The next one is slated as a real haunted house on road 2792 in Panola County.
Some of you may know the story of the Hanging Tree in Center, Texas. The building it is in front of was the Panola County Library at one time, later was used for a jail house. The story is written by copywriter James L. Choron in 2004.
I, myself have seen evidence of spirits hovering over the lake shrouded in foggy moonlight. The wind moans, turning orange and red maple leaves into fools gold, sweeping them, clinging to blackened piles like a hoarder's stash looking like snaggle-toothed apparitions with bony fingers pointing from pier to pier as ripples lap at tethered flat-bottomed boats. (VH)
Charley Mitchell , a Panola County farmer, was born in 1852 as a slave of Nat Terry , an itinerant Baptist preacher of Lynchburg, Virginia. His mother also belonged to the Terry's , and was hired out by them to other white families in the city. Charley was a house servant in the Terry household, and was also hired out by them as a nurse. He left the Terry's one year after surrender, working in a tobacco factory and as a "dining-room" man until 1887 when he moved to Panola County, Texas. For the past fifty years he has resided in the Sabine bottoms of Panola County, about 25 miles southeast of Marshall.
I don't 'lieve much in hants but I's heared my wife call my name. She's been dead four years. If you crave to see your dead folks, you'll never see them, but if you don't think 'bout them they'll come back sometime. Two [black] women died in this house and both of them allus smoked a pipe. My boy and me used to smell the pipes at night, since they died, and one morning I seed one of them. I jus' happened to look out the window and saw one of them goin' to the cowpen. I knowed her by her bonnet. They's a [black] church and cemetery up the road away from my house mere the dead folks come out by twos at night and go in the church and hold service. Me and the preacher what preaches there done seed and heared them. They's a way of keepin' off hants. That's done by tackin' an old shoe by the side the door, or a horseshoe over the door, or pullin' off part of the planks of your house and puttin' on some new boards.
*from Texas Slave Narrative
On 2792 in Panola County, you take a right and a little ways down the road there is an old broken down house with bushes and weeds overgrown.
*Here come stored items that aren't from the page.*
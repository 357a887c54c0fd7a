use log::{debug, info};
use serde::Serialize;

use crate::tandem::{ChannelReading, IonChannel, SpectrumResult, TandemError};

/// What a result file reports, determined once before any PSM is built
///
/// Channel flags come from the first spectrum that has at least one
/// domain. A channel that only shows up in later spectra is not detected
/// and never contributes a feature for that file.
#[derive(Debug, Clone, Copy, PartialEq, Eq, Serialize)]
pub struct DetectedCapabilities {
    channels: [bool; 6],
    /// Lowest precursor charge in the file
    pub min_charge: u32,
    /// Highest precursor charge in the file
    pub max_charge: u32,
}

impl DetectedCapabilities {
    /// Capabilities with an explicit channel set and charge range
    pub fn new(channels: &[IonChannel], min_charge: u32, max_charge: u32) -> Self {
        let mut flags = [false; 6];
        for channel in channels {
            flags[channel.index()] = true;
        }
        Self {
            channels: flags,
            min_charge,
            max_charge,
        }
    }

    pub fn has_channel(&self, channel: IonChannel) -> bool {
        self.channels[channel.index()]
    }

    /// Detected channels in feature order
    pub fn channels(&self) -> impl Iterator<Item = IonChannel> + '_ {
        IonChannel::ALL
            .into_iter()
            .filter(move |channel| self.has_channel(*channel))
    }

    /// Every integer charge in `[min_charge, max_charge]`
    pub fn charges(&self) -> std::ops::RangeInclusive<u32> {
        self.min_charge..=self.max_charge
    }
}

/// Scan every spectrum of a file once to find channels and the charge range
///
/// Fails on the first spectrum without a charge and on files without any
/// spectrum group.
pub fn probe<I>(groups: I, file: &str) -> Result<DetectedCapabilities, TandemError>
where
    I: IntoIterator<Item = Result<SpectrumResult, TandemError>>,
{
    let mut min_charge = u32::MAX;
    let mut max_charge = u32::MIN;
    let mut channels: Option<[bool; 6]> = None;
    let mut spectra = 0usize;

    for group in groups {
        let group = group?;
        let charge = group.z.ok_or_else(|| TandemError::MissingCharge {
            spectrum: group.id.clone(),
        })?;
        min_charge = min_charge.min(charge);
        max_charge = max_charge.max(charge);
        spectra += 1;

        if channels.is_none() && group.has_domains() {
            channels = Some(detect_channels(&group));
            debug!(
                "Ion channels detected from spectrum {}",
                group.display_id()
            );
        }
    }

    if spectra == 0 {
        return Err(TandemError::EmptyFile {
            file: file.to_string(),
        });
    }

    let capabilities = DetectedCapabilities {
        channels: channels.unwrap_or_default(),
        min_charge,
        max_charge,
    };
    info!(
        "{}: {} spectra, charges {}..={}, ion channels [{}]",
        file,
        spectra,
        min_charge,
        max_charge,
        capabilities
            .channels()
            .map(|c| c.letter().to_string())
            .collect::<Vec<_>>()
            .join(",")
    );
    Ok(capabilities)
}

fn detect_channels(group: &SpectrumResult) -> [bool; 6] {
    let mut flags = [false; 6];
    for domain in group.domains() {
        for channel in IonChannel::ALL {
            if domain
                .channel(channel)
                .is_some_and(ChannelReading::is_complete)
            {
                flags[channel.index()] = true;
            }
        }
    }
    flags
}

#[cfg(test)]
mod tests {
    use super::*;
    use crate::tandem::{Domain, ProteinMatch};

    fn group(id: &str, z: Option<u32>, channels: &[IonChannel]) -> SpectrumResult {
        let mut domain = Domain {
            seq: Some("PEPTIDEK".to_string()),
            ..Default::default()
        };
        for channel in channels {
            domain.channels[channel.index()] = Some(ChannelReading {
                score: Some(1.0),
                ions: Some(3),
            });
        }
        SpectrumResult {
            id: Some(id.to_string()),
            z,
            proteins: vec![ProteinMatch {
                label: "P1".to_string(),
                domains: vec![domain],
            }],
            ..Default::default()
        }
    }

    #[test]
    fn test_charge_range_spans_all_spectra() {
        let groups = vec![
            Ok(group("1", Some(3), &[IonChannel::Y])),
            Ok(group("2", Some(2), &[])),
            Ok(group("3", Some(5), &[])),
        ];
        let caps = probe(groups, "test").unwrap();
        assert_eq!(caps.min_charge, 2);
        assert_eq!(caps.max_charge, 5);
        assert_eq!(caps.charges().count(), 4);
    }

    #[test]
    fn test_channels_from_first_spectrum_only() {
        let groups = vec![
            Ok(group("1", Some(2), &[IonChannel::B, IonChannel::Y])),
            Ok(group("2", Some(2), &[IonChannel::A, IonChannel::B, IonChannel::Y])),
        ];
        let caps = probe(groups, "test").unwrap();
        let channels: Vec<_> = caps.channels().collect();
        assert_eq!(channels, vec![IonChannel::B, IonChannel::Y]);
        assert!(!caps.has_channel(IonChannel::A));
    }

    #[test]
    fn test_empty_spectra_do_not_latch_channels() {
        let mut empty = group("1", Some(2), &[]);
        empty.proteins.clear();
        let groups = vec![Ok(empty), Ok(group("2", Some(2), &[IonChannel::Y]))];
        let caps = probe(groups, "test").unwrap();
        assert!(caps.has_channel(IonChannel::Y));
    }

    #[test]
    fn test_incomplete_reading_does_not_detect_channel() {
        let mut first = group("1", Some(2), &[IonChannel::Y]);
        first.proteins[0].domains[0].channels[IonChannel::B.index()] = Some(ChannelReading {
            score: None,
            ions: Some(3),
        });
        let caps = probe(vec![Ok(first)], "test").unwrap();
        assert!(caps.has_channel(IonChannel::Y));
        assert!(!caps.has_channel(IonChannel::B));
    }

    #[test]
    fn test_missing_charge() {
        let groups = vec![Ok(group("1", Some(2), &[])), Ok(group("9", None, &[]))];
        match probe(groups, "test").unwrap_err() {
            TandemError::MissingCharge { spectrum } => assert_eq!(spectrum.as_deref(), Some("9")),
            other => panic!("unexpected error: {other}"),
        }
    }

    #[test]
    fn test_empty_file() {
        let err = probe(Vec::new(), "empty.t.xml").unwrap_err();
        assert!(matches!(err, TandemError::EmptyFile { .. }));
    }
}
The story behind the house is in the mid 80's a young woman lived there with her husband and newborn daughter. On Halloween night her brother came to her for money (possibly for drugs) she told him no. He was already messed up he turned violent when she told him no. He picked her up and slammed her on the hot stove then shot her. It was rumored that he even broke the gun and stabbed her with it, but after she was already dead he drowned her in the bathtub. The police found him wandering the streets all bloody. The child was unharmed. Reports of strange feelings, not being able to breathe and people have seen a light come on in the attic and a white figure in the window and some have said to have even seen her face in the hallway of the house.